#### [DATASET ENTRIES]

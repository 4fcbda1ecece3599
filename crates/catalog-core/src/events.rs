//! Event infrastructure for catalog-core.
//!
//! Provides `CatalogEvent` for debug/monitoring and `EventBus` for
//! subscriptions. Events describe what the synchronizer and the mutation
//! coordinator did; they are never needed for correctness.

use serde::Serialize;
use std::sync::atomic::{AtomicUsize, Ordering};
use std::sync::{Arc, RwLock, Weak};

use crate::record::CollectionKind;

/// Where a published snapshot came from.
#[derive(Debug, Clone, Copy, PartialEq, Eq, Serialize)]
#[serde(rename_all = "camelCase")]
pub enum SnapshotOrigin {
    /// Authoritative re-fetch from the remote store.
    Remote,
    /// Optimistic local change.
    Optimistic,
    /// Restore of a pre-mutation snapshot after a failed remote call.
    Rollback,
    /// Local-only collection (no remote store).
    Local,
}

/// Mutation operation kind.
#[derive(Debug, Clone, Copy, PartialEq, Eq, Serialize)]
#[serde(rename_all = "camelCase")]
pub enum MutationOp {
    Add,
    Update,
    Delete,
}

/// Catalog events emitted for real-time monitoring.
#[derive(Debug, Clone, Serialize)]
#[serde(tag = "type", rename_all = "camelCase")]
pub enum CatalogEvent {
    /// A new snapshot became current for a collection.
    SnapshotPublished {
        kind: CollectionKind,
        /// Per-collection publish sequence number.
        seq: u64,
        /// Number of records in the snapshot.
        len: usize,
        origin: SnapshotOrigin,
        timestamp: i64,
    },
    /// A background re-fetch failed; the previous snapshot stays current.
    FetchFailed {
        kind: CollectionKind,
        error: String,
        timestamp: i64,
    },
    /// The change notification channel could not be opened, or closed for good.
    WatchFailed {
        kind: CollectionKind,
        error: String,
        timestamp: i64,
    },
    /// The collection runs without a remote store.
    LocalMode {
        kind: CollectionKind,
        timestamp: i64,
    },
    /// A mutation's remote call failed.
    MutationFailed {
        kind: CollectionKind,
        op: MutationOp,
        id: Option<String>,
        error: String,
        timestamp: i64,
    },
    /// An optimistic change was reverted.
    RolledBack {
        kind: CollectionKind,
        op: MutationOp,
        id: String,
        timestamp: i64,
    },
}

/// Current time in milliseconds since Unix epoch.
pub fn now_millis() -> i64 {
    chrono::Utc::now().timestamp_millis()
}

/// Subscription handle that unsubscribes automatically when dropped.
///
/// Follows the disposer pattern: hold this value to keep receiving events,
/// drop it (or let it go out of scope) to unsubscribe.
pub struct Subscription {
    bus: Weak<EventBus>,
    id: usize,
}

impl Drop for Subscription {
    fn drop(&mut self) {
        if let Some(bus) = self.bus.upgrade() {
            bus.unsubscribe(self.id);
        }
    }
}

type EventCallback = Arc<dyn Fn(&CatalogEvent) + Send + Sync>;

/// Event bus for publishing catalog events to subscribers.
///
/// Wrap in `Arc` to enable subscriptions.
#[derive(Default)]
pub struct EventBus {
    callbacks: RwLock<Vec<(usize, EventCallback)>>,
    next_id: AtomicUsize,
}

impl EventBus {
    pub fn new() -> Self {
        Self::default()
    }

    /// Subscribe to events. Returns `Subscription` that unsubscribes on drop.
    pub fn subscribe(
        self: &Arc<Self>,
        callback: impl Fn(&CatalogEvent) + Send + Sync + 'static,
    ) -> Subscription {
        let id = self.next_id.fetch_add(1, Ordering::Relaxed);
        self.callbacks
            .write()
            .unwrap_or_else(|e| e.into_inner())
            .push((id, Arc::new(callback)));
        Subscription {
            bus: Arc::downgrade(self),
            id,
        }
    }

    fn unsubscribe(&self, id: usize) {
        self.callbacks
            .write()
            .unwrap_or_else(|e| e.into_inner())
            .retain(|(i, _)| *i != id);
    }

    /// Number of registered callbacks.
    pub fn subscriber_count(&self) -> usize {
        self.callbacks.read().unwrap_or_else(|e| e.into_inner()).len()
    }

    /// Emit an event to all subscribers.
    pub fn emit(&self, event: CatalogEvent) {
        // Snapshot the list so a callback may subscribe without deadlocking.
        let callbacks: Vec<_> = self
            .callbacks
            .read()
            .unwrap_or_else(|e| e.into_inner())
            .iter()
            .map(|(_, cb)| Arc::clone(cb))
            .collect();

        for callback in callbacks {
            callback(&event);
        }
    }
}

#### [WORK TO COMPLETE]
Looking at the records above, return exactly the lines from the line with "pub fn new()" to the line with "let id = self.next_id.fetch_add(1, Ordering::Relaxed);", both ends included.

#### [OUTPUT BELOW]
    pub fn new() -> Self {
        Self::default()
    }

    /// Subscribe to events. Returns `Subscription` that unsubscribes on drop.
    pub fn subscribe(
        self: &Arc<Self>,
        callback: impl Fn(&CatalogEvent) + Send + Sync + 'static,
    ) -> Subscription {
        let id = self.next_id.fetch_add(1, Ordering::Relaxed);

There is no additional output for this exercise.